Please transcribe the entries below without changing a single character.

## Available data
--------------------------------------------------
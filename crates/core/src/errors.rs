use thiserror::Error;

use crate::domain::session::TurnState;

#[derive(Clone, Debug, Error, PartialEq, Eq)]
pub enum DomainError {
    #[error("invalid turn transition from {from:?} to {to:?}")]
    InvalidTurnTransition { from: TurnState, to: TurnState },
    #[error("unknown allergen tag `{0}`")]
    UnknownAllergen(String),
    #[error("invalid menu: {0}")]
    InvalidMenu(String),
    #[error("domain invariant violation: {0}")]
    InvariantViolation(String),
}

#[derive(Clone, Debug, Error, PartialEq, Eq)]
pub enum ApplicationError {
    #[error(transparent)]
    Domain(#[from] DomainError),
    #[error("session not found: {0}")]
    SessionNotFound(String),
    #[error("integration failure: {0}")]
    Integration(String),
    #[error("configuration failure: {0}")]
    Configuration(String),
}

#[derive(Clone, Debug, Error, PartialEq, Eq)]
pub enum InterfaceError {
    #[error("bad request: {message}")]
    BadRequest { message: String, correlation_id: String },
    #[error("service unavailable: {message}")]
    ServiceUnavailable { message: String, correlation_id: String },
    #[error("internal error: {message}")]
    Internal { message: String, correlation_id: String },
}

impl InterfaceError {
    /// Stable class reported in command envelopes.
    pub fn error_class(&self) -> &'static str {
        match self {
            Self::BadRequest { .. } => "bad_request",
            Self::ServiceUnavailable { .. } => "service_unavailable",
            Self::Internal { .. } => "internal",
        }
    }

    pub fn correlation_id(&self) -> &str {
        match self {
            Self::BadRequest { correlation_id, .. }
            | Self::ServiceUnavailable { correlation_id, .. }
            | Self::Internal { correlation_id, .. } => correlation_id,
        }
    }

    pub fn user_message(&self) -> &'static str {
        match self {
            Self::BadRequest { .. } => {
                "The request could not be processed. Check inputs and try again."
            }
            Self::ServiceUnavailable { .. } => {
                "The assistant is temporarily unavailable. Please retry shortly."
            }
            Self::Internal { .. } => "An unexpected internal error occurred.",
        }
    }
}

impl ApplicationError {
    pub fn into_interface(self, correlation_id: impl Into<String>) -> InterfaceError {
        let correlation_id = correlation_id.into();
        let mut mapped = InterfaceError::from(self);
        match &mut mapped {
            InterfaceError::BadRequest { correlation_id: id, .. }
            | InterfaceError::ServiceUnavailable { correlation_id: id, .. }
            | InterfaceError::Internal { correlation_id: id, .. } => *id = correlation_id,
        }
        mapped
    }
}

impl From<ApplicationError> for InterfaceError {
    fn from(value: ApplicationError) -> Self {
        match value {
            ApplicationError::Domain(DomainError::InvalidTurnTransition { .. })
            | ApplicationError::Domain(DomainError::UnknownAllergen(_))
            | ApplicationError::Domain(DomainError::InvariantViolation(_))
            | ApplicationError::SessionNotFound(_) => Self::BadRequest {
                message: "guardrail validation failed".to_owned(),
                correlation_id: "unassigned".to_owned(),
            },
            ApplicationError::Integration(message) => {
                Self::ServiceUnavailable { message, correlation_id: "unassigned".to_owned() }
            }
            ApplicationError::Domain(DomainError::InvalidMenu(message))
            | ApplicationError::Configuration(message) => {
                Self::Internal { message, correlation_id: "unassigned".to_owned() }
            }
        }
    }
}

#[cfg(test)]
mod tests {
    use crate::domain::session::TurnState;
    use crate::errors::{ApplicationError, DomainError, InterfaceError};

    #[test]
    fn turn_transition_error_maps_to_bad_request() {
        let interface = ApplicationError::from(DomainError::InvalidTurnTransition {
            from: TurnState::AwaitingInput,
            to: TurnState::Passed,
        })
        .into_interface("turn-1");

        assert!(matches!(
            interface,
            InterfaceError::BadRequest {
                ref correlation_id,
                ..
            } if correlation_id == "turn-1"
        ));
        assert_eq!(
            interface.user_message(),
            "The request could not be processed. Check inputs and try again."
        );
    }

    #[test]
    fn integration_error_maps_to_service_unavailable() {
        let interface = ApplicationError::Integration("embedding service timed out".to_owned())
            .into_interface("turn-2");

        assert!(matches!(interface, InterfaceError::ServiceUnavailable { .. }));
        assert_eq!(interface.error_class(), "service_unavailable");
        assert_eq!(interface.correlation_id(), "turn-2");
        assert_eq!(
            interface.user_message(),
            "The assistant is temporarily unavailable. Please retry shortly."
        );
    }

    #[test]
    fn invalid_menu_maps_to_internal() {
        let interface =
            ApplicationError::from(DomainError::InvalidMenu("duplicate dish".to_owned()))
                .into_interface("turn-3");

        assert!(matches!(interface, InterfaceError::Internal { .. }));
        assert_eq!(interface.user_message(), "An unexpected internal error occurred.");
    }
}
--------------------------------------------------
## Task response
filename crates/core/src/errors.rs
use thiserror::Error;

use crate::domain::session::TurnState;

#[derive(Clone, Debug, Error, PartialEq, Eq)]
pub enum DomainError {
    #[error("invalid turn transition from {from:?} to {to:?}")]
    InvalidTurnTransition { from: TurnState, to: TurnState },
    #[error("unknown allergen tag `{0}`")]
    UnknownAllergen(String),
    #[error("invalid menu: {0}")]
    InvalidMenu(String),
    #[error("domain invariant violation: {0}")]
    InvariantViolation(String),
}

#[derive(Clone, Debug, Error, PartialEq, Eq)]
pub enum ApplicationError {
    #[error(transparent)]
    Domain(#[from] DomainError),
    #[error("session not found: {0}")]
    SessionNotFound(String),
    #[error("integration failure: {0}")]
    Integration(String),
    #[error("configuration failure: {0}")]
    Configuration(String),
}

#[derive(Clone, Debug, Error, PartialEq, Eq)]
pub enum InterfaceError {
    #[error("bad request: {message}")]
    BadRequest { message: String, correlation_id: String },
    #[error("service unavailable: {message}")]
    ServiceUnavailable { message: String, correlation_id: String },
    #[error("internal error: {message}")]
    Internal { message: String, correlation_id: String },
}

impl InterfaceError {
    /// Stable class reported in command envelopes.
    pub fn error_class(&self) -> &'static str {
        match self {
            Self::BadRequest { .. } => "bad_request",
            Self::ServiceUnavailable { .. } => "service_unavailable",
            Self::Internal { .. } => "internal",
        }
    }

    pub fn correlation_id(&self) -> &str {
        match self {
            Self::BadRequest { correlation_id, .. }
            | Self::ServiceUnavailable { correlation_id, .. }
            | Self::Internal { correlation_id, .. } => correlation_id,
        }
    }

    pub fn user_message(&self) -> &'static str {
        match self {
            Self::BadRequest { .. } => {
                "The request could not be processed. Check inputs and try again."
            }
            Self::ServiceUnavailable { .. } => {
                "The assistant is temporarily unavailable. Please retry shortly."
            }
            Self::Internal { .. } => "An unexpected internal error occurred.",
        }
    }
}

impl ApplicationError {
    pub fn into_interface(self, correlation_id: impl Into<String>) -> InterfaceError {
        let correlation_id = correlation_id.into();
        let mut mapped = InterfaceError::from(self);
        match &mut mapped {
            InterfaceError::BadRequest { correlation_id: id, .. }
            | InterfaceError::ServiceUnavailable { correlation_id: id, .. }
            | InterfaceError::Internal { correlation_id: id, .. } => *id = correlation_id,
        }
        mapped
    }
}

impl From<ApplicationError> for InterfaceError {
    fn from(value: ApplicationError) -> Self {
        match value {
            ApplicationError::Domain(DomainError::InvalidTurnTransition { .. })
            | ApplicationError::Domain(DomainError::UnknownAllergen(_))
            | ApplicationError::Domain(DomainError::InvariantViolation(_))
            | ApplicationError::SessionNotFound(_) => Self::BadRequest {
                message: "guardrail validation failed".to_owned(),
                correlation_id: "unassigned".to_owned(),
            },
            ApplicationError::Integration(message) => {
                Self::ServiceUnavailable { message, correlation_id: "unassigned".to_owned() }
            }
            ApplicationError::Domain(DomainError::InvalidMenu(message))
            | ApplicationError::Configuration(message) => {
                Self::Internal { message, correlation_id: "unassigned".to_owned() }
            }
        }
    }
}

#[cfg(test)]
mod tests {
    use crate::domain::session::TurnState;
    use crate::errors::{ApplicationError, DomainError, InterfaceError};

    #[test]
    fn turn_transition_error_maps_to_bad_request() {
        let interface = ApplicationError::from(DomainError::InvalidTurnTransition {
            from: TurnState::AwaitingInput,
            to: TurnState::Passed,
        })
        .into_interface("turn-1");

        assert!(matches!(
            interface,
            InterfaceError::BadRequest {
                ref correlation_id,
                ..
            } if correlation_id == "turn-1"
        ));
        assert_eq!(
            interface.user_message(),
            "The request could not be processed. Check inputs and try again."
        );
    }

    #[test]
    fn integration_error_maps_to_service_unavailable() {
        let interface = ApplicationError::Integration("embedding service timed out".to_owned())
            .into_interface("turn-2");

        assert!(matches!(interface, InterfaceError::ServiceUnavailable { .. }));
        assert_eq!(interface.error_class(), "service_unavailable");
        assert_eq!(interface.correlation_id(), "turn-2");
        assert_eq!(
            interface.user_message(),
            "The assistant is temporarily unavailable. Please retry shortly."
        );
    }

    #[test]
    fn invalid_menu_maps_to_internal() {
        let interface =
            ApplicationError::from(DomainError::InvalidMenu("duplicate dish".to_owned()))
                .into_interface("turn-3");

        assert!(matches!(interface, InterfaceError::Internal { .. }));
        assert_eq!(interface.user_message(), "An unexpected internal error occurred.");
    }
}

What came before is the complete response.